- Location of Plainview in Yell County, Arkansas.
- Coordinates: 34°59′24″N 93°17′53″W﻿ / ﻿34.99000°N 93.29806°W
- Country: United States
- State: Arkansas
- County: Yell

Area
- • Total: 1.46 sq mi (3.77 km^{2})
- • Land: 1.46 sq mi (3.77 km^{2})
- • Water: 0 sq mi (0.00 km^{2})
- Elevation: 417 ft (127 m)

Population (2020)
- • Total: 467
- • Estimate (2025): 457
- • Density: 320.4/sq mi (123.72/km^{2})
- Time zone: UTC-6 (Central (CST))
- • Summer (DST): UTC-5 (CDT)
- ZIP code: 72857
- Area code: 479
- FIPS code: 05-55970
- GNIS feature ID: 2404531

= Plainview, Arkansas =

Plainview is a city in Yell County, Arkansas, United States. As of the 2020 census, Plainview had a population of 467. It is part of the Russellville Micropolitan Statistical Area.

==Geography==

According to the United States Census Bureau, the city has a total area of 1.4 sqmi, all land.

==Demographics==

As of the census of 2000, there were 755 people, 287 households, and 212 families residing in the city. The population density was 522.7 PD/sqmi. There were 347 housing units at an average density of 240.3 /sqmi. The racial makeup of the city was 92.85% White, 0.13% Black or African American, 0.53% Native American, 6.36% from other races, and 0.13% from two or more races. 6.36% of the population were Hispanic or Latino of any race.

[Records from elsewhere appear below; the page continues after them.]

//! Arcs against the split boundary
//!
//! Crossings are found on the full circle in the local frame, where the
//! boundary is the line x = 0, then filtered to the arc's own sweep.

use gcodesplit_core::geometry::{direction_angle_to_standard, point_on_circle};
use gcodesplit_core::{
    angle_of, arc_sweep, deg_to_rad, line_circle_intersect, rad_to_deg, ArcDirection,
    LineCircleIntersection, Point,
};

use crate::plane::{Side, SplitPlane};

/// Crossings closer than this (degrees) to either end of the sweep are ignored
pub const ANGLE_EPSILON: f64 = 1e-9;

/// One sub-arc between crossings, in world coordinates
#[derive(Debug, Clone, Copy, PartialEq)]
pub struct ArcPiece {
    pub side: Side,
    pub start: Point,
    pub end: Point,
    /// Arc length of the piece
    pub length: f64,
}

/// Result of splitting one arc
#[derive(Debug, Clone, PartialEq)]
pub struct ArcSplit {
    /// Pieces in travel order, alternating sides
    pub pieces: Vec<ArcPiece>,
    /// Crossing points, in travel order
    pub crossings: Vec<Point>,
    pub start_radius: f64,
    pub end_radius: f64,
}

/// Side an arc starting on the boundary heads into.
///
/// Clockwise travel from above the center heads right, from below heads
/// left; counterclockwise is the mirror. Level with the center the arc
/// curves toward the center's side.
fn boundary_start_side(start: Point, center: Point, direction: ArcDirection) -> Side {
    let above = if start.y > center.y {
        Some(true)
    } else if start.y < center.y {
        Some(false)
    } else {
        None
    };
    match (above, direction) {
        (Some(true), ArcDirection::Clockwise) | (Some(false), ArcDirection::CounterClockwise) => {
            Side::Right
        }
        (Some(_), _) => Side::Left,
        (None, _) if center.x > 0.0 => Side::Right,
        (None, _) => Side::Left,
    }
}

/// Split the arc `start -> end` around `center` (world frame).
///
/// When the arc actually crosses the boundary, pieces shorter than
/// `min_length` are dropped; an uncrossed arc is always kept whole.
pub fn split_arc(
    plane: &SplitPlane,
    start: Point,
    end: Point,
    center: Point,
    direction: ArcDirection,
    min_length: f64,
    epsilon: f64,
) -> ArcSplit {
    let local_start = plane.to_local(start);
    let local_end = plane.to_local(end);
    let local_center = plane.to_local(center);

    let radius = local_start.distance_xy(&local_center);
    let end_radius = local_end.distance_xy(&local_center);
    let sweep = arc_sweep(local_start, local_end, local_center, direction);
    let start_angle = angle_of(
        local_start.x - local_center.x,
        local_start.y - local_center.y,
        direction,
    );

    let start_side = Side::of_local_x(local_start.x, epsilon);
    let first_side =
        start_side.unwrap_or_else(|| boundary_start_side(local_start, local_center, direction));

    // An end on the boundary owns every crossing within `epsilon` of arc
    // length, so the circle's own pass through x = 0 there does not flip sides.
    let boundary_margin = ANGLE_EPSILON.max(rad_to_deg(epsilon / radius));
    let start_margin = match start_side {
        Some(_) => ANGLE_EPSILON,
        None => boundary_margin,
    };
    let end_margin = match Side::of_local_x(local_end.x, epsilon) {
        Some(_) => ANGLE_EPSILON,
        None => boundary_margin,
    };

    let mut crossing_angles: Vec<f64> = Vec::new();
    if radius - local_center.x.abs() > epsilon {
        let boundary = line_circle_intersect(
            local_center,
            radius,
            Point::ORIGIN,
            Point::xy(0.0, 1.0),
        );
        if let LineCircleIntersection::Two(a, b) = boundary {
            for hit in [a, b] {
                let angle = angle_of(hit.x - local_center.x, hit.y - local_center.y, direction);
                let mut relative = angle - start_angle;
                if relative < 0.0 {
                    relative += 360.0;
                }
                if relative > start_margin && relative < sweep - end_margin {
                    crossing_angles.push(relative);
                }
            }
        }
    }
    crossing_angles.sort_by(f64::total_cmp);

    let crossings: Vec<Point> = crossing_angles
        .iter()
        .map(|&relative| {
            let standard = direction_angle_to_standard(start_angle + relative, direction);
            let z = start.z + (end.z - start.z) * relative / sweep;
            let mut local = point_on_circle(local_center, radius, standard, z);
            local.x = 0.0;
            plane.to_world(local)
        })
        .collect();

    let mut bounds = vec![(0.0, start)];
    bounds.extend(crossing_angles.iter().copied().zip(crossings.iter().copied()));
    bounds.push((sweep, end));

    let crossed = !crossings.is_empty();
    let mut pieces = Vec::with_capacity(bounds.len() - 1);
    let mut side = first_side;
    for pair in bounds.windows(2) {
        let (from_angle, from) = pair[0];
        let (to_angle, to) = pair[1];
        let length = radius * deg_to_rad(to_angle - from_angle);
        if !crossed || length >= min_length {
            pieces.push(ArcPiece {
                side,
                start: from,
                end: to,
                length,
            });
        }
        side = side.other();
    }

    ArcSplit {
        pieces,
        crossings,
        start_radius: radius,
        end_radius,
    }
}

There were 287 households, out of which 34.8% had children under the age of 18 living with them, 56.8% were married couples living together, 10.1% had a female householder with no husband present, and 26.1% were non-families. 24.4% of all households were made up of individuals, and 13.6% had someone living alone who was 65 years of age or older. The average household size was 2.63 and the average family size was 3.06.

In the city, the population was spread out, with 28.2% under the age of 18, 10.3% from 18 to 24, 26.4% from 25 to 44, 17.1% from 45 to 64, and 18.0% who were 65 years of age or older. The median age was 34 years. For every 100 females, there were 97.6 males. For every 100 females age 18 and over, there were 97.8 males.

The median income for a household in the city was $26,583, and the median income for a family was $30,500. Males had a median income of $19,444 versus $20,000 for females. The per capita income for the city was $16,247. About 7.5% of families and 14.3% of the population were below the poverty line, including 19.1% of those under age 18 and 10.7% of those age 65 or over.

Historical population
| Census | Pop. | Note | %± |
| 1910 | 853 |  | — |
| 1920 | 990 |  | 16.1% |
| 1930 | 654 |  | −33.9% |
| 1940 | 704 |  | 7.6% |
| 1950 | 637 |  | −9.5% |
| 1960 | 548 |  | −14.0% |
| 1970 | 677 |  | 23.5% |
| 1980 | 752 |  | 11.1% |
| 1990 | 685 |  | −8.9% |
| 2000 | 755 |  | 10.2% |
| 2010 | 608 |  | −19.5% |
| 2020 | 467 |  | −23.2% |
| 2025 (est.) | 457 | Decrease | −2.1% |
U.S. Decennial Census

==Education==
Public education is administered by the Two Rivers School District, which supports:
- Two Rivers High School—Serves students in grades 7–12.
- Two Rivers Elementary School—Serves students in Kindergarten through 6th grade.

It was previously in the Plainview-Rover School District until July 1, 2004, when it merged into the Two Rivers School District. The merged district formerly operated Plainview-Rover Elementary School (later Plainview Elementary School) and Plainview-Rover High School. In 2010 Plainview-Rover High closed as Two Rivers High opened. In 2012 Plainview Elementary closed as Two Rivers Elementary opened.